Try it>
Restate each entry shown beneath this instruction, keeping its wording intact.

Dataset excerpts:

======

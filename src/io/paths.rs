use std::path::{Path, PathBuf};

use crate::Result;

/// Path management for the `.orchestration/` directory of a workspace.
///
/// Every on-disk artifact the engine produces or consumes lives under this
/// single workspace-relative root.
#[derive(Debug, Clone)]
pub struct OrchestrationPaths {
    /// Root directory (.orchestration/)
    pub root: PathBuf,
}

impl OrchestrationPaths {
    pub const DIR_NAME: &'static str = ".orchestration";

    /// Create paths for a specific workspace directory
    pub fn for_workspace(workspace_root: &Path) -> Self {
        Self {
            root: workspace_root.join(Self::DIR_NAME),
        }
    }

    /// Create paths using the current working directory as workspace
    pub fn in_current_dir() -> Result<Self> {
        let cwd = std::env::current_dir()?;
        Ok(Self::for_workspace(&cwd))
    }

    /// Input spec listing the declared intents
    pub fn active_intents_file(&self) -> PathBuf {
        self.root.join("active_intents.yaml")
    }

    /// Append-only JSONL ledger of mutation trace records
    pub fn trace_ledger_file(&self) -> PathBuf {
        self.root.join("agent_trace.jsonl")
    }

    /// JSON array mapping files to intent ownership
    pub fn spatial_map_file(&self) -> PathBuf {
        self.root.join("spatial_map.json")
    }

    /// Human-readable Markdown mirror of the spatial map
    pub fn intent_map_file(&self) -> PathBuf {
        self.root.join("intent_map.md")
    }

    /// Shared free-text knowledge file (lessons and decisions)
    pub fn knowledge_file(&self) -> PathBuf {
        self.root.join("CLAUDE.md")
    }

    /// Ensure the root directory exists
    pub fn ensure_directories(&self) -> Result<()> {
        std::fs::create_dir_all(&self.root)?;
        Ok(())
    }
}

/// Utilities for working with tool-supplied paths
pub struct PathUtils;

impl PathUtils {
    /// Check if path is safe (no traversal components)
    pub fn is_safe_path(path: &Path) -> bool {
        !path
            .components()
            .any(|c| matches!(c, std::path::Component::ParentDir))
    }

    /// Normalize separators so glob scopes match on every platform
    pub fn normalize_separators(path: &str) -> String {
        path.replace('\\', "/")
    }
}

======

Expected answer>
filename src/io/paths.rs
use std::path::{Path, PathBuf};

use crate::Result;

/// Path management for the `.orchestration/` directory of a workspace.
///
/// Every on-disk artifact the engine produces or consumes lives under this
/// single workspace-relative root.
#[derive(Debug, Clone)]
pub struct OrchestrationPaths {
    /// Root directory (.orchestration/)
    pub root: PathBuf,
}

impl OrchestrationPaths {
    pub const DIR_NAME: &'static str = ".orchestration";

    /// Create paths for a specific workspace directory
    pub fn for_workspace(workspace_root: &Path) -> Self {
        Self {
            root: workspace_root.join(Self::DIR_NAME),
        }
    }

    /// Create paths using the current working directory as workspace
    pub fn in_current_dir() -> Result<Self> {
        let cwd = std::env::current_dir()?;
        Ok(Self::for_workspace(&cwd))
    }

    /// Input spec listing the declared intents
    pub fn active_intents_file(&self) -> PathBuf {
        self.root.join("active_intents.yaml")
    }

    /// Append-only JSONL ledger of mutation trace records
    pub fn trace_ledger_file(&self) -> PathBuf {
        self.root.join("agent_trace.jsonl")
    }

    /// JSON array mapping files to intent ownership
    pub fn spatial_map_file(&self) -> PathBuf {
        self.root.join("spatial_map.json")
    }

    /// Human-readable Markdown mirror of the spatial map
    pub fn intent_map_file(&self) -> PathBuf {
        self.root.join("intent_map.md")
    }

    /// Shared free-text knowledge file (lessons and decisions)
    pub fn knowledge_file(&self) -> PathBuf {
        self.root.join("CLAUDE.md")
    }

    /// Ensure the root directory exists
    pub fn ensure_directories(&self) -> Result<()> {
        std::fs::create_dir_all(&self.root)?;
        Ok(())
    }
}

/// Utilities for working with tool-supplied paths
pub struct PathUtils;

impl PathUtils {
    /// Check if path is safe (no traversal components)
    pub fn is_safe_path(path: &Path) -> bool {
        !path
            .components()
            .any(|c| matches!(c, std::path::Component::ParentDir))
    }

    /// Normalize separators so glob scopes match on every platform
    pub fn normalize_separators(path: &str) -> String {
        path.replace('\\', "/")
    }
}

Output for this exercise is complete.